MySQL and the 'invisible hand'

What's the link between Adam Smith, often regarded as the father of modern economics, and the open-source software movement? According to Marten Mickos, CEO of MySQL, it's Smith's concept of an "invisible hand" guiding the market.


What's the link between eighteenth-century Scottish philosopher Adam Smith, often regarded as the father of modern economics, and the open-source software movement? According to Marten Mickos, the chief executive officer of open-source database company MySQL, it's Smith's concept of an "invisible hand," which guides individuals pursuing their own betterment to achieve goals that also benefit society at large.

Mickos sees an invisible hand at work in much of what's going on in today's open-source community. This includes the wrangling over the current draft of the GNU general public licence version 3 (GPLv3), which he anticipates will result in a good outcome. MySQL's database is distributed under the GPL.

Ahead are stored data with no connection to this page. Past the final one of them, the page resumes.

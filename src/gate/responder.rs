//! Turns routing decisions into HTTP effects.
//!
//! This is the only part of the gate that touches requests and responses:
//! identity headers, redirects, cookie clearing and the fixed 500 body.

use axum::body::Body;
use axum::http::header::{CACHE_CONTROL, LOCATION, SET_COOKIE};
use axum::http::{HeaderMap, HeaderName, HeaderValue, Request, StatusCode};
use axum::response::{IntoResponse, Json, Response};

use crate::config::SessionConfig;
use crate::routing::RoutingDecision;
use crate::security::cookies::clearing_cookie;

/// What to do with the request after the gate has decided.
pub enum Outcome {
    /// Pass the (possibly rewritten) request downstream.
    Forward(Request<Body>),
    /// Answer directly.
    Respond(Response),
}

#[derive(Debug, Clone)]
pub struct Responder {
    subject_header: HeaderName,
    role_header: HeaderName,
    clear_cookie: HeaderValue,
    fallback_location: HeaderValue,
}

impl Responder {
    pub fn new(session: &SessionConfig, sign_in: &str) -> Self {
        Self {
            subject_header: header_name(&session.subject_header, "x-user-id"),
            role_header: header_name(&session.role_header, "x-user-role"),
            clear_cookie: HeaderValue::from_str(&clearing_cookie(&session.cookie_name))
                .unwrap_or_else(|_| HeaderValue::from_static("session=; Path=/; Max-Age=0")),
            fallback_location: HeaderValue::from_str(sign_in)
                .unwrap_or_else(|_| HeaderValue::from_static("/")),
        }
    }

    /// Apply `decision` to `request`.
    pub fn respond(&self, decision: RoutingDecision, mut request: Request<Body>) -> Outcome {
        match decision {
            RoutingDecision::Allow => {
                self.strip_identity(request.headers_mut());
                Outcome::Forward(request)
            }
            RoutingDecision::AllowWithHeaders { subject_id, role } => {
                let headers = request.headers_mut();
                self.strip_identity(headers);
                match (
                    HeaderValue::from_str(&subject_id),
                    HeaderValue::from_str(role.as_str()),
                ) {
                    (Ok(subject), Ok(role)) => {
                        headers.insert(self.subject_header.clone(), subject);
                        headers.insert(self.role_header.clone(), role);
                    }
                    _ => {
                        tracing::warn!("Verified identity is not representable as a header, forwarding without it");
                    }
                }
                Outcome::Forward(request)
            }
            RoutingDecision::RedirectTo {
                location,
                clear_cookie,
            } => Outcome::Respond(self.redirect(&location, clear_cookie)),
            RoutingDecision::ConfigError => Outcome::Respond(config_error_response()),
        }
    }

    fn strip_identity(&self, headers: &mut HeaderMap) {
        headers.remove(&self.subject_header);
        headers.remove(&self.role_header);
    }

    fn redirect(&self, location: &str, clear_cookie: bool) -> Response {
        let location = HeaderValue::from_str(location).unwrap_or_else(|_| self.fallback_location.clone());
        let mut response = StatusCode::TEMPORARY_REDIRECT.into_response();
        let headers = response.headers_mut();
        headers.insert(LOCATION, location);
        headers.insert(CACHE_CONTROL, HeaderValue::from_static("no-store"));
        if clear_cookie {
            headers.insert(SET_COOKIE, self.clear_cookie.clone());
        }
        response
    }
}

/// Fixed 500 answer for a misconfigured gate. Reveals nothing else.
pub fn config_error_response() -> Response {
    (
        StatusCode::INTERNAL_SERVER_ERROR,
        Json(serde_json::json!({ "error": "server configuration error" })),
    )
        .into_response()
}

fn header_name(name: &str, fallback: &'static str) -> HeaderName {
    HeaderName::from_bytes(name.as_bytes()).unwrap_or_else(|_| HeaderName::from_static(fallback))
}
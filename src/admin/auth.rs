use axum::{
    body::Body,
    extract::State,
    http::{header::AUTHORIZATION, Request, StatusCode},
    middleware::Next,
    response::Response,
};
use sha2::{Digest, Sha256};

use crate::http::server::AppState;

pub async fn admin_auth_middleware(
    State(state): State<AppState>,
    request: Request<Body>,
    next: Next,
) -> Result<Response, StatusCode> {
    let runtime = state.runtime.load_full();

    let presented = request
        .headers()
        .get(AUTHORIZATION)
        .and_then(|h| h.to_str().ok())
        .and_then(|v| v.strip_prefix("Bearer "));

    match presented {
        Some(key) if keys_match(key, &runtime.config.admin.api_key) => Ok(next.run(request).await),
        _ => {
            tracing::warn!("Rejected admin request with missing or wrong key");
            Err(StatusCode::UNAUTHORIZED)
        }
    }
}

/// Compare digests so the comparison time does not depend on the key prefix.
fn keys_match(presented: &str, expected: &str) -> bool {
    !expected.is_empty() && Sha256::digest(presented.as_bytes()) == Sha256::digest(expected.as_bytes())
}

#[cfg(test)]
mod tests {
    use super::*;

    #[test]
    fn test_keys_match() {
        assert!(keys_match("secret-key", "secret-key"));
        assert!(!keys_match("secret-kez", "secret-key"));
        assert!(!keys_match("", ""));
    }
}
//! Structured logging setup.
//!
//! `RUST_LOG` wins when set; otherwise the configured level applies to this
//! crate and `tower_http`.

use tracing_subscriber::{layer::SubscriberExt, util::SubscriberInitExt, EnvFilter};

/// Filter used when `RUST_LOG` is not set.
pub fn default_filter(level: &str) -> String {
    format!("portal_gate={level},tower_http={level}")
}

/// Install the global subscriber. Safe to call more than once; later calls
/// are ignored.
pub fn init_logging(level: &str) {
    let filter = EnvFilter::try_from_default_env()
        .unwrap_or_else(|_| EnvFilter::new(default_filter(level)));

    let _ = tracing_subscriber::registry()
        .with(filter)
        .with(tracing_subscriber::fmt::layer())
        .try_init();
}
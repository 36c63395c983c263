//! Routing subsystem.
//!
//! # Data Flow
//! ```text
//! Incoming Request (path, headers)
//!     → classifier.rs (public / static / api / protected)
//!     → [token verification, decision cache]
//!     → router.rs (classification × verification → decision)
//!     → Return: RoutingDecision
//!
//! Classifier Compilation (at startup and on reload):
//!     PathsConfig
//!     → Compile matchers (prefixes, subtrees, extension set)
//!     → Freeze as immutable PathClassifier
//! ```
//!
//! # Design Decisions
//! - Classifier compiled at startup, immutable at runtime
//! - No regex in hot path
//! - Deterministic: same input always yields the same decision
//! - Role router is a pure function with an exhaustive match

pub mod classifier;
pub mod router;

pub use classifier::{normalize_path, PathClassification, PathClassifier};
pub use router::{route, RouterPaths, RoutingDecision};
use clap::{Parser, Subcommand};
use reqwest::header::{HeaderMap, HeaderValue, AUTHORIZATION};
use serde_json::Value;

#[derive(Parser)]
#[command(name = "gate-cli")]
#[command(about = "Management CLI for the portal gate", long_about = None)]
struct Cli {
    #[arg(short, long, default_value = "http://localhost:8081")]
    url: String,

    #[arg(short, long, env = "GATE_ADMIN_KEY")]
    key: String,

    #[command(subcommand)]
    command: Commands,
}

#[derive(Subcommand)]
enum Commands {
    /// Show gate status and whether the signing secret is usable
    Status,
    /// Show decision cache size and hit/miss counters
    Cache,
}

#[tokio::main]
async fn main() -> Result<(), Box<dyn std::error::Error>> {
    let cli = Cli::parse();
    let client = reqwest::Client::new();

    let mut headers = HeaderMap::new();
    headers.insert(
        AUTHORIZATION,
        HeaderValue::from_str(&format!("Bearer {}", cli.key))?,
    );

    let endpoint = match cli.command {
        Commands::Status => "status",
        Commands::Cache => "cache",
    };
    let res = client
        .get(format!("{}/admin/{}", cli.url.trim_end_matches('/'), endpoint))
        .headers(headers)
        .send()
        .await?;
    print_response(res).await
}

async fn print_response(res: reqwest::Response) -> Result<(), Box<dyn std::error::Error>> {
    let status = res.status();
    if !status.is_success() {
        eprintln!("Error: Admin API returned status {}", status);
        if let Ok(text) = res.text().await {
            eprintln!("Response: {}", text);
        }
        std::process::exit(1);
    }

    let json: Value = res.json().await?;
    println!("{}", serde_json::to_string_pretty(&json)?);
    Ok(())
}
//! HTTP protocol handling subsystem.
//!
//! # Data Flow
//! ```text
//! TCP/TLS connection
//!     → server.rs (Axum setup, layers)
//!     → request.rs (request ID)
//!     → middleware/gate.rs (authorization gate, responder)
//!     → server.rs proxy handler (forward to upstream)
//!     → Send to client
//! ```

pub mod middleware;
pub mod request;
pub mod server;

pub use request::{request_id, rewrite_path, UuidRequestId, X_REQUEST_ID};
pub use server::{AppState, GateRuntime, HttpServer, SecretSource};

Even Oracle's surprise acquisition of Innobase a year ago has worked out well, says Mickos. Oracle's purchase was widely seen as a predatory strike against MySQL, which bundles the Finnish startup's InnoDB database storage engine with its database. The move led to other firms approaching MySQL about developing their own engines for the database and ended up with the company opening up its database storage API (application programming interface) to third parties to give users more choice of which engines to use. He spoke to China Martens from the IDG news service.

Recently, number of open-source developers have expressed their unhappiness with the Free Software Foundation (FSF) and the second draft of GPLv3. Are you concerned about a potential forking of the licence as some people stick with GPLv2 and others move to GPLv3?

Mickos: It's not a catastrophe if we have two GPLs out there. It does show how sometimes success can turn against you. The fact that GPLv2 has been so successful means developers don't see a need to change. They say, 'If it's not broke, don't fix it.' I agree with the arguments the FSF has with the licence. They've done their homework and they have good rational reasons for changing it. But they also have a philosophical, dogmatic attitude that many open-source developers don't have.

We've always preached that open source is not a religion or a political party or a society. FSF does have a societal aspect. That's a great area but some developers don't care. They're not here to save mankind or save the planet from destruction. The process is still ongoing. It's time to debate, not time to deliver conclusions. At MySQL, we haven't made up our minds on GPL and we don't need to do so yet, it's not time.

How do you decide when MySQL needs to develop new features for the database and when to rely on the open-source community for those innovations?

Mickos: One of the essences of our business is to know when to do what. You need to figure out what the end user wants. We have 10 million users. How the heck do you figure out what they want and then figure out how to do it? If 9 million want one thing and 1 million another, it could be that the 1 million is more important than the 9 million. It's the ability to know what makes sense.

Thanks to the early releases [of our products], we can fix mistakes. We're allowed to make mistakes in passing. For example, we had an internal project on optimisation or a cache that we were developing, then we found someone else was developing one too. We could turn [around] our mistake and choose what was best. Or, take our JDBC (Java database connectivity) driver. The community developed three, four or five. One was clearly the market leader. We acquired and licensed it and brought the developer onboard. We didn't decide, but let the ecosystem or Darwinism say what works best.

So, is open source then a more forgiving environment than the proprietary software world?

Mickos: No, you're not forgiven, but open source is self-healing. There's no forgiveness, but someone else can cover up for you. A year ago, Oracle bought InnoDB. Now, a year later, there are many ways you can store MySQL and many players. It's like the invisible hand that Adam Smith spoke about is really working. There's some sort of invisible hand guiding open source. At the end of the day, something good can come out of it. Some people are very angry with FSF, still people will see a community and a good outcome [with GPLv3].

What's ahead in 2007 for MySQL?

Mickos: We'll see a strong uptake in the enterprise market as the number of users running MySQL 5.0 grows. It takes time for developers to adopt the new version; it's starting to happen. We'll see more partners. We already have Novell, Hewlett-Packard, Unisys and recently Red Hat. There will be others. With our technologies, there will be Falcon and MySQL 5.1. We're doing great work on our GUI tools and making our ODBC (open database connectivity) and JDBC drivers even better.

What's the latest news on Falcon, the transactional database engine being developed by database architect Jim Starkey who joined MySQL in February?

Mickos: It's not just Jim Starkey. We have a handful of engineers working closely with him. The next stage is for Falcon to be in alpha [testing], which will be soon.

Is MySQL's current dominance of the open-source database market ever a cause for concern?

Mickos: I do hear sometimes from staff, "We're great. We don't need to work." But then our engineers are very self-deprecating and they get embarrassed about any problems. It's a balancing act. Sometimes, I have to say to the organisation, "Cheer up, we have a great product;" other times, "Don't be complaisant. We're not done yet." If we're good, we keep going at it until we feel we're done and can rest. If something bad happens, we should work a little bit harder to get it done. Like it looked bad when Oracle acquired InnoDB. At first it was "What the heck are we going to do?" But we turned it to our advantage.